[Data for this task]
========================
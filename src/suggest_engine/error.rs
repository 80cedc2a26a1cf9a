//! Error kinds surfaced by the suggest service. Only the
//! three kinds that can't be recovered locally become error variants;
//! `ANALYSIS_MISSING` and `CONFIG_MISSING_OR_BAD` are always absorbed into a
//! rationale code instead (`W_ANALYSIS`, `CFG_FALLBACK_USED`).

use thiserror::Error;

#[derive(Debug, Error)]
pub enum SuggestError {
    /// The caller is not the to-act seat. Surfaces as HTTP 409 at the
    /// transport boundary (out of scope here).
    #[error("actor {actor} is not to-act (to_act={to_act})")]
    NotActorsTurn { actor: usize, to_act: usize },

    /// The hand engine reported an empty legal-action set. Surfaces as 422.
    #[error("no legal actions for hand {hand_id}")]
    NoLegalActions { hand_id: String },

    /// A policy produced an action absent from the legal set — an internal
    /// bug, not a recoverable game state. Surfaces as 422 and is logged.
    #[error("policy {policy} produced illegal action {action} (legal: {legal:?})")]
    IllegalSuggestion { policy: String, action: String, legal: Vec<String> },
}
========================
[What is required]
Retype only the stretch of lines above starting at the one with "legal actions for" and stopping at the one with "and is logged.", exactly as written, with both kept.

[Result of the exercise]
    #[error("no legal actions for hand {hand_id}")]
    NoLegalActions { hand_id: String },

    /// A policy produced an action absent from the legal set — an internal
    /// bug, not a recoverable game state. Surfaces as 422 and is logged.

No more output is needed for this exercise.